Created attachment 1295028 [details] Additional information for "Although metrics comes up, it is not working" Description of problem: Just using the ansible playbooks to start metrics, starts all of the pods, however despite the pods starting without errors, somehow metrics are not be reported in a manner that either the OpenShift interface or CloudForms can report upon. Version-Release number of selected component (if applicable): How reproducible: Happens all of the time on my instance of OpenShift. Steps to Reproduce: 1. If metrics are enabled, disable using the following: ansible-playbook /usr/share/ansible/openshift-ansible/playbooks/byo/openshift-cluster/openshift-metrics.yml \ -e openshift_metrics_install_metrics=False 2. Enable metrics using the following: ansible-playbook /usr/share/ansible/openshift-ansible/playbooks/byo/openshift-cluster/openshift-metrics.yml \ -e openshift_metrics_install_metrics=True \ -e openshift_metrics_hawkular_hostname=hawkular-metrics.apps.osh.massopen.cloud Actual results: Although the pods seem to come up cleanly, and some information is known about the systems, none of the node oriented metrics are available in either the openshift interface or CloudForms. Expected results: Want to see the metrics in open shift and cloudforms.? see attached file for: - the logs for the metric components (Hawkular Metrics, Cassandra, Heapster) - the output of 'oc get pods -o yaml' - the output of 'nodetool status' run from the Cassandra pod(s) Note, I haven't added this section yet. - the metric section of the inventory file used by openshift ansible Using the command line instead.

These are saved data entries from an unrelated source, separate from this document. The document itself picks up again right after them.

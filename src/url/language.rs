use url::Url;

/// ISO 639-1 codes recognized as locale markers in URLs
const LANGUAGE_CODES: &[&str] = &[
    "ar", "bg", "bn", "ca", "cs", "cy", "da", "de", "el", "en", "eo", "es", "et", "eu", "fa",
    "fi", "fr", "ga", "gl", "he", "hi", "hr", "hu", "hy", "is", "it", "ja", "ka", "kk",
    "ko", "lt", "lv", "mk", "ms", "mt", "nb", "nl", "nn", "no", "pl", "pt", "ro", "ru", "sk",
    "sl", "sq", "sr", "sv", "sw", "ta", "th", "tr", "uk", "ur", "vi", "zh",
];

/// Query parameters that commonly carry a locale
const LANGUAGE_PARAMS: &[&str] = &["lang", "language", "locale", "hl", "lng"];

/// Decides whether a piece of text or a URL plausibly matches a language
///
/// Implementations must be pure: the same input always yields the same
/// answer and no state is mutated.
pub trait LanguageOracle: Send + Sync {
    /// Returns true unless `text_or_path` is known to be in another language
    fn matches_language(&self, text_or_path: &str, language: &str) -> bool;
}

/// Default oracle based on locale markers
///
/// - For URLs: looks for a language segment in the path (`/en/`, `/de-AT/`,
///   `/fr_FR/`), a language query parameter (`?lang=de`) or a language
///   subdomain (`en.example.org`)
/// - For language tags (e.g. the `<html lang>` attribute): compares the
///   primary subtag
/// - For anything else: no evidence, so it matches
#[derive(Debug, Clone, Copy, Default)]
pub struct LocaleHeuristic;

impl LanguageOracle for LocaleHeuristic {
    fn matches_language(&self, text_or_path: &str, language: &str) -> bool {
        let wanted = primary_subtag(language);
        if wanted.is_empty() {
            return true;
        }

        let input = text_or_path.trim();
        let found = match Url::parse(input) {
            Ok(url) if url.has_host() => url_locale(&url),
            _ if input.starts_with('/') => path_locale(input),
            _ if looks_like_language_tag(input) => Some(primary_subtag(input)),
            _ => None,
        };

        match found {
            Some(code) => code == wanted,
            None => true,
        }
    }
}

/// Finds the first locale marker in a URL
fn url_locale(url: &Url) -> Option<String> {
    for (key, value) in url.query_pairs() {
        if LANGUAGE_PARAMS.contains(&key.to_lowercase().as_str()) {
            let code = primary_subtag(&value);
            if is_language_code(&code) {
                return Some(code);
            }
        }
    }

    if let Some(code) = path_locale(url.path()) {
        return Some(code);
    }

    // en.example.org, but not www.example.org or a bare two-label host
    let host = url.host_str()?;
    let labels: Vec<&str> = host.split('.').collect();
    if labels.len() > 2 {
        let code = labels[0].to_lowercase();
        if is_language_code(&code) {
            return Some(code);
        }
    }

    None
}

/// Finds a locale segment in a URL path
fn path_locale(path: &str) -> Option<String> {
    path.split('/')
        .filter(|segment| !segment.is_empty())
        .find_map(|segment| {
            if !looks_like_language_tag(segment) {
                return None;
            }
            let code = primary_subtag(segment);
            is_language_code(&code).then_some(code)
        })
}

/// Lowercased primary language subtag: `de-AT` → `de`, `fr_FR` → `fr`
fn primary_subtag(tag: &str) -> String {
    tag.trim()
        .split(['-', '_'])
        .next()
        .unwrap_or_default()
        .to_lowercase()
}

/// Accepts `xx`, `xx-YY`, `xx_YY` and `xx-Hant` style tags
fn looks_like_language_tag(candidate: &str) -> bool {
    let mut parts = candidate.split(['-', '_']);
    let primary_ok = parts
        .next()
        .map(|p| p.len() == 2 && p.chars().all(|c| c.is_ascii_alphabetic()))
        .unwrap_or(false);
    primary_ok
        && parts.all(|p| (2..=4).contains(&p.len()) && p.chars().all(|c| c.is_ascii_alphanumeric()))
}

fn is_language_code(code: &str) -> bool {
    LANGUAGE_CODES.contains(&code)
}

#[cfg(test)]
mod tests {
    use super::*;

    #[test]
    fn test_path_segment() {
        let oracle = LocaleHeuristic;
        assert!(oracle.matches_language("https://example.org/en/page1", "en"));
        assert!(!oracle.matches_language("https://example.org/en/page2", "de"));
        assert!(oracle.matches_language("https://example.org/de-AT/seite", "de"));
        assert!(!oracle.matches_language("https://example.org/fr_FR/page", "en"));
    }

    #[test]
    fn test_no_marker_matches() {
        let oracle = LocaleHeuristic;
        assert!(oracle.matches_language("https://example.org/page2", "de"));
        assert!(oracle.matches_language("https://example.org/tag/number1", "en"));
        // two-letter segments that are not language codes are ignored
        assert!(oracle.matches_language("https://example.org/xx/page", "de"));
    }

    #[test]
    fn test_query_and_subdomain() {
        let oracle = LocaleHeuristic;
        assert!(!oracle.matches_language("https://example.org/page?lang=fr", "de"));
        assert!(oracle.matches_language("https://example.org/page?hl=de-CH", "de"));
        assert!(!oracle.matches_language("https://en.example.org/page", "de"));
        assert!(oracle.matches_language("https://www.example.org/page", "de"));
    }

    #[test]
    fn test_bare_path() {
        let oracle = LocaleHeuristic;
        assert!(!oracle.matches_language("/en/about", "de"));
        assert!(oracle.matches_language("/de/about", "de"));
    }

    #[test]
    fn test_language_tags() {
        let oracle = LocaleHeuristic;
        assert!(oracle.matches_language("en-US", "en"));
        assert!(!oracle.matches_language("en-US", "de"));
        assert!(oracle.matches_language("DE", "de"));
    }

    #[test]
    fn test_free_text_has_no_evidence() {
        let oracle = LocaleHeuristic;
        assert!(oracle.matches_language("Call me Ishmael.", "de"));
        assert!(oracle.matches_language("", "de"));
    }

    #[test]
    fn test_empty_language_matches_everything() {
        let oracle = LocaleHeuristic;
        assert!(oracle.matches_language("https://example.org/en/page", ""));
    }
}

Just a note, in the future you will need to attach all the information separately. We have had problems in the past where people will attach a single 50k line text file which is not easy to parse. > none of the node oriented metrics are available in either the openshift interface or CloudForms. Do the pod level metrics show up in the console? Metrics about the machines that are running OpenShift do not appear in the OpenShift Console, only in CloudForms. Can you please verify that the pod level metrics are appearing? Or what you are seeing in the console?

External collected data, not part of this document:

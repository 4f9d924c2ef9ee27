use serde::Deserialize;

/// Fallback delay between two fetches to the same domain, in seconds
pub const DEFAULT_CRAWL_DELAY: f64 = 5.0;

/// Longest delay between two fetches to the same domain, in seconds
///
/// Larger robots.txt `Crawl-delay` values are clamped to this.
pub const MAX_CRAWL_DELAY: f64 = 120.0;

/// Main configuration structure for Sumi-Spider
#[derive(Debug, Clone, Default, Deserialize)]
pub struct Config {
    #[serde(default)]
    pub crawler: CrawlerConfig,
    #[serde(rename = "user-agent", default)]
    pub user_agent: UserAgentConfig,
    #[serde(default)]
    pub heuristics: HeuristicsConfig,
}

/// Crawler behavior configuration
#[derive(Debug, Clone, Deserialize)]
pub struct CrawlerConfig {
    /// Maximum number of pages fetched by one focused crawl
    #[serde(rename = "max-seen-urls", default = "default_max_seen_urls")]
    pub max_seen_urls: usize,

    /// Stop once more URLs than this are known for the site
    #[serde(rename = "max-known-urls", default = "default_max_known_urls")]
    pub max_known_urls: usize,

    /// Delay between requests to the same domain when robots.txt has none (seconds)
    #[serde(rename = "default-crawl-delay", default = "default_crawl_delay")]
    pub default_crawl_delay: f64,

    /// Maximum number of concurrent page fetches
    #[serde(
        rename = "max-concurrent-fetches",
        default = "default_max_concurrent_fetches"
    )]
    pub max_concurrent_fetches: u32,

    /// Per-request timeout (seconds)
    #[serde(rename = "request-timeout", default = "default_request_timeout")]
    pub request_timeout: u64,

    /// Maximum number of HTTP redirects followed per fetch
    #[serde(rename = "max-redirects", default = "default_max_redirects")]
    pub max_redirects: usize,
}

/// User agent identification configuration
#[derive(Debug, Clone, Deserialize)]
pub struct UserAgentConfig {
    /// Name of the crawler, also the product token matched against robots.txt groups
    #[serde(rename = "crawler-name")]
    pub crawler_name: String,

    /// Version of the crawler
    #[serde(rename = "crawler-version")]
    pub crawler_version: String,

    /// URL with information about the crawler
    #[serde(rename = "contact-url")]
    pub contact_url: String,

    /// Email address for crawler-related contact
    #[serde(rename = "contact-email")]
    pub contact_email: String,
}

/// Path pattern lists used to classify links
///
/// Patterns are regular expressions matched against the full normalized URL,
/// evaluated in order.
#[derive(Debug, Clone, Deserialize)]
pub struct HeuristicsConfig {
    /// Patterns marking listing pages (tags, categories, pagination)
    #[serde(rename = "navigation-patterns", default = "default_navigation_patterns")]
    pub navigation_patterns: Vec<String>,

    /// Patterns marking pages that are recorded but never fetched
    #[serde(
        rename = "not-crawlable-patterns",
        default = "default_not_crawlable_patterns"
    )]
    pub not_crawlable_patterns: Vec<String>,
}

impl UserAgentConfig {
    /// Full User-Agent header value: `Name/Version (+ContactURL; ContactEmail)`
    pub fn header_value(&self) -> String {
        format!(
            "{}/{} (+{}; {})",
            self.crawler_name, self.crawler_version, self.contact_url, self.contact_email
        )
    }
}

impl Default for CrawlerConfig {
    fn default() -> Self {
        Self {
            max_seen_urls: default_max_seen_urls(),
            max_known_urls: default_max_known_urls(),
            default_crawl_delay: default_crawl_delay(),
            max_concurrent_fetches: default_max_concurrent_fetches(),
            request_timeout: default_request_timeout(),
            max_redirects: default_max_redirects(),
        }
    }
}

impl Default for UserAgentConfig {
    fn default() -> Self {
        Self {
            crawler_name: "SumiSpider".to_string(),
            crawler_version: env!("CARGO_PKG_VERSION").to_string(),
            contact_url: "https://example.com/sumi-spider".to_string(),
            contact_email: "crawler@example.com".to_string(),
        }
    }
}

impl Default for HeuristicsConfig {
    fn default() -> Self {
        Self {
            navigation_patterns: default_navigation_patterns(),
            not_crawlable_patterns: default_not_crawlable_patterns(),
        }
    }
}

fn default_max_seen_urls() -> usize {
    10
}

fn default_max_known_urls() -> usize {
    100_000
}

fn default_crawl_delay() -> f64 {
    DEFAULT_CRAWL_DELAY
}

fn default_max_concurrent_fetches() -> u32 {
    4
}

fn default_request_timeout() -> u64 {
    30
}

fn default_max_redirects() -> usize {
    10
}

fn default_navigation_patterns() -> Vec<String> {
    vec![
        // taxonomy and archive listings: /tag/x, /category/x, /author/x, /archives/2020
        r"(?i)/(archives?|auth?or|autor|cat|categor(y|ies)|categorie|categoria|kategorien?|labels?|tags?|thema|themen|topics?)(/|$|[?#])".to_string(),
        // path pagination: /page/2, /seite/3
        r"(?i)/(page|paged|seite|pages)/\d+".to_string(),
        // query pagination: ?page=2, &p=3
        r"(?i)[?&](p|page|paged|pg)=\d+".to_string(),
    ]
}

fn default_not_crawlable_patterns() -> Vec<String> {
    vec![
        // account and back-office pages
        r"(?i)/(login|log-in|logout|signin|sign-in|signup|sign-up|register|account|admin|wp-admin|wp-login\.php|cart|checkout)(/|$|[?#.])".to_string(),
        // machine endpoints and feeds
        r"(?i)/(feed|rss|atom|wp-json|xmlrpc\.php|cgi-bin)(/|$|[?#])".to_string(),
        r"(?i)[?&](replytocom|share|print)=".to_string(),
        // non-HTML documents and media
        r"(?i)\.(jpe?g|png|gif|svg|webp|ico|bmp|mp3|mp4|avi|mov|webm|pdf|zip|gz|tar|rar|exe|dmg|docx?|xlsx?|pptx?|css|js|xml)$".to_string(),
    ]
}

Created attachment 1295039 [details] cloud forms screen shot This is to show which metrics are appearing and which ones are not.
Created attachment 1295042 [details] Hawkular metrics seems to be up. This is just the URL that is presented when metrics don't appear in the interface
Created attachment 1295047 [details] screen shot of the metrics tab in open shift interface. This is a screen shot of the metrics tab in the open shift interface
Matt, I have added the following screenshots to clarify what it is that I am seeing: 1) Cloud Forms container overview page 2) Metrics tab in openshift interface. 3) The page that is linked when the metrics do not come up in the open shift interface. Is this sufficient?

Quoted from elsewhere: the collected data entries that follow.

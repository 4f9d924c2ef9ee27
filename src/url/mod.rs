//! URL handling module for Sumi-Spider
//!
//! This module provides URL normalization, origin extraction, path
//! heuristics (navigation and not-crawlable pages) and the language oracle
//! used to filter links.

mod domain;
mod language;
mod normalize;
mod rules;

// Re-export main functions
pub use domain::{extract_domain, extract_origin, origin_of};
pub use language::{LanguageOracle, LocaleHeuristic};
pub use normalize::normalize_url;
pub use rules::PathRules;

We need to get metrics showing up in the OpenShift console before worrying about things not appearing in CloudForms. From the screenshot of the metrics tab in the browser, it looks like the console is eating the error message. Is it possible for you to get the actual error message coming from your browser? If you click the link specified after "Metrics are not available" does that work? In chrome you can get the error message by right clicking and selecting 'inspect' then going to the 'network' tab and refreshing the OpenShift console page. You should then see the network call to Hawkular Metrics which should display what the error is that Hawkular Metrics is returning.
If I click on the link after "Metrics are not available" I get the page that reports that Hawkular-metrics are up. The error message within the open shift web console is: XMLHttpRequest cannot load https://hawkular-metrics.apps.osh.massopen.cloud/hawkular/metrics/gauges/po…-fa163eacf4ff%2Fnetwork%2Ftx_rate/data?bucketDuration=120000ms&start=-60mn. No 'Access-Control-Allow-Origin' header is present on the requested resource. Origin 'https://128.31.22.40:8443' is therefore not allowed access. The response had HTTP status code 500. and: hawkular-metrics.apps.osh.massopen.cloud/hawkular/metrics/gauges/pod%2F25e9…-fa163eacf4ff%2Fnetwork%2Ftx_rate/data?bucketDuration=120000ms&start=-60mn Failed to load resource: the server responded with a status of 500 (Kubernetes client request failure)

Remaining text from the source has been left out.